● **Exercise goal**
Search the material for the string "StyleRegistry", then show every line where it turns up.
-- -- --
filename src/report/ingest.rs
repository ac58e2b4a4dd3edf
//! Reads runner output files from a directory into an ordered record list.

use super::diagnostics::Diagnostics;
use super::normalizer::{Normalizer, RawRecord};
use super::types::ResultRecord;
use anyhow::{Context, Result};
use serde::Deserialize;
use serde_json::Value;
use std::path::{Path, PathBuf};

/// Top-level layout of a results file
#[derive(Debug, Deserialize)]
#[serde(untagged)]
pub enum JsonShape {
    /// `[ {..}, {..} ]`
    Records(Vec<Value>),
    /// `{ "testResults": [ {..}, {..} ] }`
    Nested {
        #[serde(rename = "testResults")]
        test_results: Vec<Value>,
    },
    Unrecognized(Value),
}

impl JsonShape {
    pub fn classify(value: Value) -> Self {
        // The last variant accepts any value, so this cannot fail
        serde_json::from_value(value).unwrap_or(JsonShape::Unrecognized(Value::Null))
    }

    pub fn into_entries(self) -> Option<Vec<Value>> {
        match self {
            JsonShape::Records(entries) => Some(entries),
            JsonShape::Nested { test_results } => Some(test_results),
            JsonShape::Unrecognized(_) => None,
        }
    }
}

#[derive(Debug, Default)]
pub struct Ingested {
    pub records: Vec<ResultRecord>,
    pub diagnostics: Diagnostics,
}

#[derive(Debug, Clone, Copy, Default)]
pub struct Ingestor {
    normalizer: Normalizer,
}

impl Ingestor {
    pub fn new(normalizer: Normalizer) -> Self {
        Self { normalizer }
    }

    /// Ingest every `*.json` file in `dir`, in listing order.
    ///
    /// Only a failure to list the directory is returned as an error. Problems with
    /// individual files end up in [`Ingested::diagnostics`] and the file is skipped.
    pub async fn ingest_dir(&self, dir: &Path) -> Result<Ingested> {
        let files = list_json_files(dir).await?;
        let mut ingested = Ingested::default();

        for path in files {
            let file_name = display_name(&path);
            let content = match tokio::fs::read_to_string(&path).await {
                Ok(content) => content,
                Err(e) => {
                    ingested
                        .diagnostics
                        .warn(format!("Failed to read {}: {}", file_name, e));
                    continue;
                }
            };
            let before = ingested.records.len();
            self.ingest_content(&file_name, &content, &mut ingested);
            log::debug!(
                "Ingested {} records from {}",
                ingested.records.len() - before,
                file_name
            );
        }

        Ok(ingested)
    }

    /// Parse one file's content and append its records.
    pub fn ingest_content(&self, file_name: &str, content: &str, ingested: &mut Ingested) {
        let value: Value = match serde_json::from_str(content) {
            Ok(value) => value,
            Err(e) => {
                ingested
                    .diagnostics
                    .warn(format!("Invalid JSON in file {}: {}", file_name, e));
                return;
            }
        };

        let Some(entries) = JsonShape::classify(value).into_entries() else {
            ingested
                .diagnostics
                .warn(format!("Unexpected JSON structure in file: {}", file_name));
            return;
        };

        for (index, entry) in entries.into_iter().enumerate() {
            if !entry.is_object() {
                ingested.diagnostics.warn(format!(
                    "Skipping entry {} in {}: not a test result object",
                    index, file_name
                ));
                continue;
            }
            match serde_json::from_value::<RawRecord>(entry) {
                Ok(raw) => ingested.records.push(self.normalizer.normalize(&raw)),
                Err(e) => ingested.diagnostics.warn(format!(
                    "Skipping entry {} in {}: {}",
                    index, file_name, e
                )),
            }
        }
    }
}

/// Entries of `dir` whose name ends in `.json`, sorted by file name.
pub async fn list_json_files(dir: &Path) -> Result<Vec<PathBuf>> {
    let mut entries = tokio::fs::read_dir(dir)
        .await
        .with_context(|| format!("Failed to read directory {}", dir.display()))?;

    let mut files = Vec::new();
    while let Some(entry) = entries
        .next_entry()
        .await
        .with_context(|| format!("Failed to list directory {}", dir.display()))?
    {
        if entry.file_name().to_string_lossy().ends_with(".json") {
            files.push(entry.path());
        }
    }
    files.sort_by(|a, b| a.file_name().cmp(&b.file_name()));

    Ok(files)
}

fn display_name(path: &Path) -> String {
    path.file_name()
        .map(|n| n.to_string_lossy().into_owned())
        .unwrap_or_else(|| path.display().to_string())
}
//! "Test Results" sheet: one row per record, grouped into suite blocks.

use super::diagnostics::Diagnostics;
use super::embed::{EmbeddedRow, ScreenshotEmbedder};
use super::layout::{Cell, Column, ImageAnchor, MergeRange, Row, SheetLayout};
use super::styles::{StyleName, StyleRegistry};
use super::types::{ResultRecord, TestStatus};
use crate::utils::config::LayoutConfig;

pub const RESULTS_SHEET: &str = "Test Results";

const HEADERS: [&str; 5] = ["Suite Name", "Test Name", "Status", "Error", "Screenshot"];
const SUITE_COLUMN: u16 = 0;
const SCREENSHOT_COLUMN: u16 = 4;

/// Builds the results sheet. `embedder` is only consulted when screenshots are bound.
pub struct ResultsSheetBuilder<'a> {
    styles: &'a StyleRegistry,
    layout: &'a LayoutConfig,
    embedder: Option<ScreenshotEmbedder<'a>>,
}

/// Open suite block while walking the records
struct SuiteBlock<'r> {
    name: &'r str,
    first_row: u32,
}

impl<'a> ResultsSheetBuilder<'a> {
    pub fn new(
        styles: &'a StyleRegistry,
        layout: &'a LayoutConfig,
        embedder: Option<ScreenshotEmbedder<'a>>,
    ) -> Self {
        Self {
            styles,
            layout,
            embedder,
        }
    }

    fn include_screenshots(&self) -> bool {
        self.embedder.is_some()
    }

    pub fn build(&self, records: &[ResultRecord], diagnostics: &mut Diagnostics) -> SheetLayout {
        let column_count = if self.include_screenshots() { 5 } else { 4 };
        let columns = HEADERS
            .iter()
            .zip(self.layout.result_column_widths)
            .take(column_count)
            .map(|(header, width)| Column {
                header: header.to_string(),
                width,
            })
            .collect();

        let mut sheet = SheetLayout::new(RESULTS_SHEET, columns);
        sheet.frozen_rows = 1;
        sheet.rows.push(self.header_row(&sheet.columns));

        let mut block: Option<SuiteBlock> = None;

        for (i, record) in records.iter().enumerate() {
            let row_index = i as u32 + 1;

            let starts_block = block
                .as_ref()
                .map_or(true, |open| open.name != record.suite_name);
            if starts_block {
                if let Some(open) = block.take() {
                    sheet.merges.push(self.close_block(&open, row_index - 1));
                }
                block = Some(SuiteBlock {
                    name: &record.suite_name,
                    first_row: row_index,
                });
            }

            let (row, image) = self.record_row(record, row_index, diagnostics);
            sheet.rows.push(row);
            sheet.images.extend(image);
        }

        if let Some(open) = block {
            sheet.merges.push(self.close_block(&open, records.len() as u32));
        }

        sheet
    }

    fn header_row(&self, columns: &[Column]) -> Row {
        let style = *self.styles.get(StyleName::Header);
        Row {
            cells: columns
                .iter()
                .map(|c| Cell::text(c.header.clone(), style))
                .collect(),
            height: None,
        }
    }

    fn close_block(&self, block: &SuiteBlock, last_row: u32) -> MergeRange {
        MergeRange {
            first_row: block.first_row,
            last_row,
            col: SUITE_COLUMN,
            style: *self.styles.get(StyleName::SuiteLabel),
        }
    }

    fn record_row(
        &self,
        record: &ResultRecord,
        row_index: u32,
        diagnostics: &mut Diagnostics,
    ) -> (Row, Option<ImageAnchor>) {
        let base = self.styles.get(StyleName::BorderedCell);
        let style = match record.status {
            TestStatus::Passed => base.layered(self.styles.get(StyleName::PassedFill)),
            TestStatus::Failed => base.layered(self.styles.get(StyleName::FailedFill)),
            TestStatus::Other(_) => *base,
        };

        let mut cells = vec![
            Cell::text(record.suite_name.clone(), style),
            Cell::text(record.test_name.clone(), style),
            Cell::text(record.status.as_str(), style),
            Cell::text(record.error.clone(), style),
        ];

        let embedded = match &self.embedder {
            Some(embedder) => {
                // The path itself is never shown, only the image
                cells.push(Cell::blank(style));
                if record.has_screenshot() {
                    embedder.embed(
                        &record.screenshot_path,
                        row_index,
                        SCREENSHOT_COLUMN,
                        diagnostics,
                    )
                } else {
                    embedder.short_row()
                }
            }
            None => EmbeddedRow {
                image: None,
                row_height: self.layout.short_row_height,
            },
        };

        (
            Row {
                cells,
                height: Some(embedded.row_height),
            },
            embedded.image,
        )
    }
}
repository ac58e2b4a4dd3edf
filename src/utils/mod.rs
pub mod config;
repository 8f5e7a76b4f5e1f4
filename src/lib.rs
//! # Callback Sync
//!
//! A grouped, in-process callback registry for keeping loosely coupled
//! participants in step.
//!
//! Participants register a callback under a group of a [`CallbackRegistry`]. Any
//! of them can later trigger a sync, which runs the callbacks of the other live
//! participants of its group. The typical case is a set of data views sharing a
//! source: when one view saves, every sibling view refreshes, but only after the
//! save has finished, and the view that saved is not refreshed twice.
//!
//! ## Quick Start
//!
//! ```rust
//! use std::sync::Arc;
//! use callback_sync::{Callback, CallbackRegistry, SyncCoordinator, SyncMode};
//!
//! # futures::executor::block_on(async {
//! let registry = Arc::new(CallbackRegistry::new());
//!
//! let editor = SyncCoordinator::builder(Callback::new(|| async {
//!     // save...
//!     Ok(())
//! }))
//! .group("orders")
//! .attach(&registry);
//!
//! let list = SyncCoordinator::builder(Callback::from_fn(|| {
//!     // reload...
//!     Ok(())
//! }))
//! .group("orders")
//! .attach(&registry);
//!
//! // The editor's callback completes before the list reloads.
//! editor.sync(SyncMode::Deferred).await.unwrap();
//! # drop(list);
//! # });
//! ```
//!
//! ## Features
//!
//! - **Group isolation**: a sync never reaches participants of another group
//! - **Ordered propagation**: deferred syncs finish the trigger's own work before siblings run
//! - **Failure isolation**: one failing callback never blocks its siblings
//! - **Scoped participation**: dropping a [`SyncCoordinator`] unregisters it
//! - **Detached callbacks**: a started callback finishes even if the sync caller gives up
//! - **Tracing support**: `tracing` events in an `invoke_group` span, plus an optional
//!   [`SyncEvent`] callback per registry
//!
//! ## Main Types
//!
//! - [`CallbackRegistry`] - group → participant → callback map with snapshot-based invocation
//! - [`SyncCoordinator`] - per-participant handle with attach/detach and `sync`
//! - [`Callback`] - shared, type-erased async callback
//! - [`IdGenerator`] - pluggable default-id source
//! - [`Spawner`] - where started callbacks run

mod callback;
mod coordinator;
mod id;
mod registry;
mod spawner;
mod sync_error;
mod sync_event;

pub use callback::Callback;
pub use coordinator::{CoordinatorBuilder, SyncCoordinator, SyncMode};
pub use id::{IdGenerator, RandomIds, SequentialIds};
pub use registry::{CallbackRegistry, InvokeReport, TraceCallback, DEFAULT_GROUP};
pub use spawner::Spawner;
pub use sync_error::CallbackError;
pub use sync_event::SyncEvent;
//! Detached execution of started callbacks.
//!
//! Once a callback has been started it runs to completion even if whoever
//! awaited the sync gives up on it. The registry hands every started callback
//! to a [`Spawner`] and only waits for its result over a oneshot channel.
//!
//! Without an explicit spawner the registry uses the tokio runtime it is
//! called from. Outside any runtime the callback is polled inline by the
//! caller, which then also owns its cancellation.

use std::sync::Arc;

use futures::channel::oneshot;
use futures::future::BoxFuture;
use futures::FutureExt;

use crate::CallbackError;

/// Runs a detached task to completion.
pub trait Spawner: Send + Sync {
    fn spawn(&self, task: BoxFuture<'static, ()>);
}

impl Spawner for tokio::runtime::Handle {
    fn spawn(&self, task: BoxFuture<'static, ()>) {
        // The join handle is dropped; the task keeps running.
        let _ = tokio::runtime::Handle::spawn(self, task);
    }
}

impl<F> Spawner for F
where
    F: Fn(BoxFuture<'static, ()>) + Send + Sync,
{
    fn spawn(&self, task: BoxFuture<'static, ()>) {
        self(task)
    }
}

/// Picks the injected spawner, else the ambient tokio runtime, else none.
pub(crate) fn resolve(injected: Option<&Arc<dyn Spawner>>) -> Option<Arc<dyn Spawner>> {
    injected.cloned().or_else(|| {
        tokio::runtime::Handle::try_current()
            .ok()
            .map(|handle| Arc::new(handle) as Arc<dyn Spawner>)
    })
}

/// Starts `work` on `spawner` and returns a future for its outcome.
///
/// Dropping the returned future does not cancel `work`. If the spawner drops
/// the task before it finishes, the outcome is [`CallbackError::Abandoned`].
pub(crate) fn detach(
    spawner: Option<Arc<dyn Spawner>>,
    work: BoxFuture<'static, Result<(), CallbackError>>,
) -> BoxFuture<'static, Result<(), CallbackError>> {
    let Some(spawner) = spawner else {
        return work;
    };

    let (tx, rx) = oneshot::channel();
    spawner.spawn(
        async move {
            let outcome = work.await;
            if tx.send(outcome).is_err() {
                tracing::debug!("callback finished after its sync caller went away");
            }
        }
        .boxed(),
    );
    rx.map(|received| received.unwrap_or(Err(CallbackError::Abandoned)))
        .boxed()
}
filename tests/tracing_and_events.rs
//! Integration tests for tracing and event monitoring.
//!
//! The trace callback is the side channel through which sibling failures are
//! reported, since they never reach the participant that triggered a sync.

use callback_sync::{
    Callback, CallbackError, CallbackRegistry, SyncCoordinator, SyncEvent, SyncMode,
};
use std::sync::{Arc, Mutex};
use std::time::Duration;
use tokio::time::{sleep, timeout};

fn collect_events(registry: &CallbackRegistry) -> Arc<Mutex<Vec<SyncEvent>>> {
    let events = Arc::new(Mutex::new(Vec::new()));
    let events_clone = events.clone();
    registry.set_trace_callback(move |event| {
        events_clone.lock().unwrap().push(event.clone());
    });
    events
}

#[tokio::test]
async fn test_lifecycle_is_traced() {
    let registry = Arc::new(CallbackRegistry::new());
    let events = collect_events(&registry);

    let mut one = SyncCoordinator::builder(Callback::from_fn(|| Ok(())))
        .id("1")
        .attach(&registry);
    one.sync(SyncMode::Deferred).await.unwrap();
    one.detach();

    let captured: Vec<String> = events
        .lock()
        .unwrap()
        .iter()
        .map(ToString::to_string)
        .collect();
    assert_eq!(
        captured,
        vec![
            "register { group: default, id: 1 }",
            "invoke { group: default, invoked: 0, excluded: 1 }",
            "remove { group: default, id: 1, found: true }",
        ]
    );
}

#[tokio::test]
async fn test_sibling_failure_reaches_trace_callback() {
    let registry = Arc::new(CallbackRegistry::new());
    let one = SyncCoordinator::builder(Callback::from_fn(|| Ok(())))
        .id("1")
        .attach(&registry);
    let _two = SyncCoordinator::builder(Callback::from_fn(|| Err("stale cache".into())))
        .id("2")
        .attach(&registry);
    let events = collect_events(&registry);

    assert_eq!(one.sync(SyncMode::Deferred).await, Ok(()));

    let captured = events.lock().unwrap();
    assert!(captured.contains(&SyncEvent::CallbackFailed {
        group: "default".to_string(),
        id: "2".to_string(),
        error: CallbackError::failed("stale cache"),
    }));
}

#[tokio::test]
async fn test_own_failure_in_deferred_mode_is_returned_not_traced() {
    let registry = Arc::new(CallbackRegistry::new());
    let one = SyncCoordinator::builder(Callback::from_fn(|| Err("save failed".into())))
        .id("1")
        .attach(&registry);
    let events = collect_events(&registry);

    assert_eq!(
        one.sync(SyncMode::Deferred).await,
        Err(CallbackError::failed("save failed"))
    );
    assert!(events.lock().unwrap().is_empty());
}

#[tokio::test]
async fn test_clear_trace_callback() {
    let registry = Arc::new(CallbackRegistry::new());
    let events = collect_events(&registry);

    registry.register("g", "1", Callback::from_fn(|| Ok(())));
    registry.clear_trace_callback();
    registry.remove("g", "1");
    registry.invoke_group::<&str>("g", &[]).await;

    assert_eq!(events.lock().unwrap().len(), 1);
}

#[tokio::test]
async fn test_trace_callback_replacement() {
    let registry = Arc::new(CallbackRegistry::new());
    let first = collect_events(&registry);

    registry.register("g", "1", Callback::from_fn(|| Ok(())));

    let second = collect_events(&registry);
    registry.register("g", "2", Callback::from_fn(|| Ok(())));

    assert_eq!(first.lock().unwrap().len(), 1);
    assert_eq!(second.lock().unwrap().len(), 1);
}

#[tokio::test]
async fn test_remove_of_unknown_entry_is_traced_as_not_found() {
    let registry = Arc::new(CallbackRegistry::new());
    let events = collect_events(&registry);

    assert!(!registry.remove("ghost", "1"));

    let captured = events.lock().unwrap();
    assert_eq!(
        *captured,
        vec![SyncEvent::Remove {
            group: "ghost".to_string(),
            id: "1".to_string(),
            found: false,
        }]
    );
}

#[tokio::test(start_paused = true)]
async fn test_late_sibling_failure_is_traced_after_caller_gave_up() {
    let registry = Arc::new(CallbackRegistry::new());
    let events = collect_events(&registry);

    let one = SyncCoordinator::builder(Callback::from_fn(|| Ok(())))
        .id("1")
        .attach(&registry);
    let _two = SyncCoordinator::builder(Callback::new(|| async {
        sleep(Duration::from_secs(3)).await;
        Err::<(), _>(CallbackError::failed("late"))
    }))
    .id("2")
    .attach(&registry);

    let outcome = timeout(Duration::from_secs(1), one.sync(SyncMode::Deferred)).await;
    assert!(outcome.is_err());

    sleep(Duration::from_secs(10)).await;
    let failed = events
        .lock()
        .unwrap()
        .iter()
        .any(|event| matches!(event, SyncEvent::CallbackFailed { id, .. } if id == "2"));
    assert!(failed);
}
//! Type-erased participant callbacks.
//!
//! A [`Callback`] is a cheaply clonable handle to a zero-argument function that
//! returns a future. Synchronous work is wrapped in an already-resolved future,
//! so the registry only ever deals with one shape.

use std::fmt;
use std::panic::{self, AssertUnwindSafe};
use std::sync::Arc;

use futures::future::{self, BoxFuture};
use futures::{Future, FutureExt};

use crate::CallbackError;

type CallbackFn = dyn Fn() -> BoxFuture<'static, Result<(), CallbackError>> + Send + Sync;

/// Shared handle to a participant callback.
///
/// Cloning is an `Arc` clone; two clones compare equal under [`Callback::ptr_eq`].
/// A fresh call to [`Callback::new`] or [`Callback::from_fn`] always produces a
/// distinct handle, even for the same closure body.
#[derive(Clone)]
pub struct Callback {
    inner: Arc<CallbackFn>,
}

impl Callback {
    /// Wraps an async closure.
    ///
    /// # Examples
    ///
    /// ```rust
    /// use callback_sync::Callback;
    ///
    /// let refresh = Callback::new(|| async {
    ///     // reload data...
    ///     Ok(())
    /// });
    /// # let _ = refresh;
    /// ```
    pub fn new<F, Fut>(f: F) -> Self
    where
        F: Fn() -> Fut + Send + Sync + 'static,
        Fut: Future<Output = Result<(), CallbackError>> + Send + 'static,
    {
        Callback {
            inner: Arc::new(move || f().boxed()),
        }
    }

    /// Wraps a synchronous closure. The returned future is already resolved.
    pub fn from_fn<F>(f: F) -> Self
    where
        F: Fn() -> Result<(), CallbackError> + Send + Sync + 'static,
    {
        Callback {
            inner: Arc::new(move || future::ready(f()).boxed()),
        }
    }

    /// Returns `true` if both handles point at the same callback.
    pub fn ptr_eq(&self, other: &Callback) -> bool {
        Arc::ptr_eq(&self.inner, &other.inner)
    }

    /// Invokes the callback and returns its completion future.
    ///
    /// Panics raised either while creating the future or while polling it are
    /// caught and reported as [`CallbackError::Panicked`].
    pub fn call(&self) -> BoxFuture<'static, Result<(), CallbackError>> {
        match panic::catch_unwind(AssertUnwindSafe(|| (self.inner)())) {
            Ok(fut) => AssertUnwindSafe(fut)
                .catch_unwind()
                .map(|outcome| outcome.unwrap_or_else(|p| Err(CallbackError::from_panic(p))))
                .boxed(),
            Err(payload) => future::ready(Err(CallbackError::from_panic(payload))).boxed(),
        }
    }
}

impl fmt::Debug for Callback {
    fn fmt(&self, f: &mut fmt::Formatter<'_>) -> fmt::Result {
        f.debug_struct("Callback")
            .field("ptr", &Arc::as_ptr(&self.inner).cast::<()>())
            .finish()
    }
}
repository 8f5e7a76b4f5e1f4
//! Sibling views refreshing after an editor saves.
//!
//! Demonstrates:
//! - Attaching participants to groups of one registry
//! - Deferred sync: the editor's save finishes before the views reload
//! - Immediate sync: the whole group reloads as one batch
//! - Sibling failures reported through the trace callback, not to the trigger
//!
//! Run with: `RUST_LOG=debug cargo run --example view_refresh`

use std::sync::Arc;
use std::time::Duration;

use callback_sync::{
    Callback, CallbackError, CallbackRegistry, SyncCoordinator, SyncEvent, SyncMode,
};
use tracing_subscriber::EnvFilter;

fn view(name: &'static str) -> Callback {
    Callback::new(move || async move {
        tokio::time::sleep(Duration::from_millis(50)).await;
        println!("   {name}: reloaded");
        Ok(())
    })
}

#[tokio::main]
async fn main() -> Result<(), CallbackError> {
    tracing_subscriber::fmt()
        .with_env_filter(EnvFilter::from_default_env())
        .init();

    println!("=== callback-sync: View Refresh ===\n");

    let registry = Arc::new(CallbackRegistry::new());
    registry.set_trace_callback(|event| {
        if let SyncEvent::CallbackFailed { .. } = event {
            println!("   [trace] {event}");
        }
    });

    // -------------------------------------------------------------------------
    // 1. Attach participants
    // -------------------------------------------------------------------------
    println!("1. Attaching participants...");

    let editor = SyncCoordinator::builder(Callback::new(|| async {
        println!("   editor: saving");
        tokio::time::sleep(Duration::from_millis(200)).await;
        println!("   editor: saved");
        Ok(())
    }))
    .id("editor")
    .group("orders")
    .attach(&registry);

    let _table = SyncCoordinator::builder(view("table"))
        .id("table")
        .group("orders")
        .attach(&registry);
    let _chart = SyncCoordinator::builder(view("chart"))
        .id("chart")
        .group("orders")
        .attach(&registry);
    let _inbox = SyncCoordinator::builder(view("inbox"))
        .id("inbox")
        .group("messages")
        .attach(&registry);

    println!("   {registry:?}");

    // -------------------------------------------------------------------------
    // 2. Deferred sync
    // -------------------------------------------------------------------------
    println!("\n2. Deferred sync from the editor...");
    editor.sync(SyncMode::Deferred).await?;

    // -------------------------------------------------------------------------
    // 3. Immediate sync
    // -------------------------------------------------------------------------
    println!("\n3. Immediate sync from the editor...");
    editor.sync(SyncMode::Immediate).await?;

    // -------------------------------------------------------------------------
    // 4. A failing sibling
    // -------------------------------------------------------------------------
    println!("\n4. Sync with a failing sibling...");
    let _broken = SyncCoordinator::builder(Callback::from_fn(|| Err("backend offline".into())))
        .id("broken")
        .group("orders")
        .attach(&registry);
    editor.sync(SyncMode::Deferred).await?;
    println!("   editor sync still succeeded");

    println!("\n=== Done ===");
    Ok(())
}
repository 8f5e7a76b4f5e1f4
//! Participant id generation.
//!
//! Coordinators built without an explicit id ask an [`IdGenerator`] for one.
//! The default is a process-wide [`SequentialIds`] counter, so ids handed out
//! by independent coordinators never collide within a process. Tests inject
//! their own generator to get deterministic ids.

use std::sync::atomic::{AtomicU64, Ordering};
use std::sync::{Arc, LazyLock};

/// Source of participant ids.
pub trait IdGenerator: Send + Sync {
    fn next_id(&self) -> String;
}

/// Process-wide counter used when no generator is supplied.
static GLOBAL_IDS: LazyLock<Arc<SequentialIds>> = LazyLock::new(|| Arc::new(SequentialIds::new()));

/// Monotonic counter ids: `"1"`, `"2"`, ... or `"view-1"`, `"view-2"`, ... with a prefix.
#[derive(Debug, Default)]
pub struct SequentialIds {
    prefix: String,
    next: AtomicU64,
}

impl SequentialIds {
    pub fn new() -> Self {
        Self::default()
    }

    pub fn with_prefix(prefix: impl Into<String>) -> Self {
        SequentialIds {
            prefix: prefix.into(),
            next: AtomicU64::new(0),
        }
    }

    /// The shared generator coordinators fall back to.
    pub fn global() -> Arc<SequentialIds> {
        GLOBAL_IDS.clone()
    }
}

impl IdGenerator for SequentialIds {
    fn next_id(&self) -> String {
        let n = self.next.fetch_add(1, Ordering::Relaxed) + 1;
        format!("{}{}", self.prefix, n)
    }
}

/// Random v4 UUID ids, for participants whose ids must not be guessable
/// from creation order.
#[derive(Debug, Default, Clone, Copy)]
pub struct RandomIds;

impl IdGenerator for RandomIds {
    fn next_id(&self) -> String {
        uuid::Uuid::new_v4().to_string()
    }
}

impl<F> IdGenerator for F
where
    F: Fn() -> String + Send + Sync,
{
    fn next_id(&self) -> String {
        self()
    }
}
-- -- --
● **Written response**
use super::styles::{StyleName, StyleRegistry};
    styles: &'a StyleRegistry,
        styles: &'a StyleRegistry,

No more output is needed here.